In article ,
Richard J Kinch wrote:
Norman Yarvin writes:

So suppose you
have two containers, one filled with gas, and another empty (filled
with vacuum). You connect them, and open the valve between them.
The gas molecules bounce around into the newly connected container,
so now you have two containers each with half the gas. But the gas
temperature is the same (or very close).

No, adiabatic expansion, temperature falls.

That's what it'd be if you expanded the gas against a piston. Letting
the gas pass through a valve is different. The energy that would go
into pushing the piston instead goes into reheating the gas. The net
result is that the temperature of the gas does not change.

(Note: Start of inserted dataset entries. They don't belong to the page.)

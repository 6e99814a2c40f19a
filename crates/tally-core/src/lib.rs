//! # tally-core: Pure Business Logic for Tally
//!
//! This crate is the **heart** of Tally, a shared-bill splitting service.
//! It contains all business logic as pure functions with zero I/O
//! dependencies.
//!
//! ## Architecture Position
//! ```text
//! ┌─────────────────────────────────────────────────────────────────────────┐
//! │                         Tally Architecture                              │
//! │                                                                         │
//! │  ┌─────────────────────────────────────────────────────────────────┐    │
//! │  │                     Frontend (JS)                               │    │
//! │  │   Participants UI ──► Items UI ──► Tip UI ──► Split view        │    │
//! │  └─────────────────────────────┬───────────────────────────────────┘    │
//! │                                │ HTTP/JSON                              │
//! │  ┌─────────────────────────────▼───────────────────────────────────┐    │
//! │  │                    apps/server (axum)                           │    │
//! │  │   POST /api/bills, GET /api/bills/{id}/split, ...               │    │
//! │  └─────────────────────────────┬───────────────────────────────────┘    │
//! │                                │                                        │
//! │  ┌─────────────────────────────▼───────────────────────────────────┐    │
//! │  │               ★ tally-core (THIS CRATE) ★                       │    │
//! │  │                                                                 │    │
//! │  │   ┌──────────┐ ┌──────────┐ ┌──────────┐ ┌──────────┐           │    │
//! │  │   │  money   │ │   bill   │ │  engine  │ │ receipt  │           │    │
//! │  │   │  Money   │ │   Bill   │ │  Split   │ │ text →   │           │    │
//! │  │   │ Currency │ │  model   │ │  engine  │ │  drafts  │           │    │
//! │  │   └──────────┘ └──────────┘ └──────────┘ └──────────┘           │    │
//! │  │                                                                 │    │
//! │  │   NO I/O • NO DATABASE • NO NETWORK • PURE FUNCTIONS            │    │
//! │  └─────────────────────────────────────────────────────────────────┘    │
//! │                                │                                        │
//! │  ┌─────────────────────────────▼───────────────────────────────────┐    │
//! │  │                   tally-db (Database Layer)                     │    │
//! │  │             SQLite queries, migrations, repository              │    │
//! │  └─────────────────────────────────────────────────────────────────┘    │
//! └─────────────────────────────────────────────────────────────────────────┘
//! ```
//!
//! ## Modules
//!
//! - [`money`] - Money in integer minor units (no floating point!) + Currency
//! - [`types`] - Domain types (Participant, Item, TipPolicy)
//! - [`bill`] - The Bill aggregate with validated mutation methods
//! - [`engine`] - The split allocation engine
//! - [`receipt`] - Best-effort receipt-text → item-draft extractor
//! - [`validation`] - Field validation rules
//! - [`error`] - Domain error types
//!
//! ## Design Principles
//!
//! 1. **Pure Functions**: same snapshot in, same split out — always
//! 2. **No I/O**: database, network, file system access is FORBIDDEN here
//! 3. **Integer Money**: all monetary values are minor units (i64); floats
//!    exist only at parse/format boundaries
//! 4. **Exact Reconciliation**: per-participant totals sum to the grand
//!    total by construction, not by a final rounding pass
//!
//! ## Example Usage
//!
//! ```rust
//! use tally_core::bill::Bill;
//! use tally_core::engine::compute_split;
//! use tally_core::money::{Currency, Money};
//! use tally_core::types::TipPolicy;
//!
//! let mut bill = Bill::new("Team dinner", Currency::new("USD"));
//! let alice = bill.add_participant("Alice", None);
//! let bob = bill.add_participant("Bob", None);
//! bill.add_item("Pizza", Money::from_minor(1899), 1, vec![alice, bob]);
//! bill.set_tip_policy(TipPolicy::Percentage { rate_bps: 1000 });
//!
//! let split = compute_split(&bill).unwrap();
//! assert_eq!(split.grand_total.minor(), 2089); // 18.99 + 1.90 tip
//! let sum: i64 = split.shares.iter().map(|s| s.total.minor()).sum();
//! assert_eq!(sum, split.grand_total.minor());
//! ```

// =============================================================================
// Module Declarations
// =============================================================================

pub mod bill;
pub mod engine;
pub mod error;
pub mod money;
pub mod receipt;
pub mod types;
pub mod validation;

// =============================================================================
// Re-exports for Convenience
// =============================================================================
// These allow users to do `use tally_core::Money` instead of
// `use tally_core::money::Money`

pub use bill::{new_item_id, new_participant_id, Bill};
pub use engine::{compute_split, ParticipantShare, SplitResult, SplitWarning};
pub use error::{EngineError, MoneyError, ValidationError};
pub use money::{Currency, Money};
pub use receipt::{extract_items, ExtractedReceipt, ItemDraft};
pub use types::{Item, Participant, TipPolicy};

// =============================================================================
// Crate-Level Constants
// =============================================================================

/// Maximum amount in minor units (overflow guard).
///
/// ## Business Reason
/// 100 million major units is far beyond any restaurant bill; anything
/// larger is a parse glitch or an attack, not input.
pub const MAX_AMOUNT_MINOR: i64 = 100_000_000_00;

/// Maximum quantity of a single item.
///
/// ## Business Reason
/// Prevents accidental over-entry (e.g. typing 1000 instead of 10).
pub const MAX_ITEM_QUANTITY: i64 = 999;

/// Maximum items allowed on a single bill.
pub const MAX_BILL_ITEMS: usize = 200;

/// Maximum length for names and titles, in characters.
pub const MAX_NAME_LENGTH: usize = 200;

/// Maximum percentage tip rate in basis points (100%).
pub const MAX_TIP_RATE_BPS: u32 = 10_000;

I would expect that the two containers would end at different temperatures,
and thus at least one must have changed. Where the heat from the work of
expansion ends up depends on several things, including the geometry of the
valve and connections.

Yes, it's the average temperature -- the total amount of energy in the
gas -- that will be unchanged. Generally the tank providing the gas will
cool, and the other one will heat. Now you could convert some of that
temperature difference into mechanical work, by running a Carnot engine
between the two containers, but you still wouldn't get as much work from
it as you would have done by just expanding the gas against a piston.

On a microscopic level, what happens with a valve or a regulator is that
the walls are motionless, and bounce gas molecules back at the same speed
as they came in with. A piston moving away, on the other hand, bounces
gas molecules back more slowly than they came in, since each collision is
with a retreating surface; this cools the gas.


--
Norman Yarvin http://yarchive.net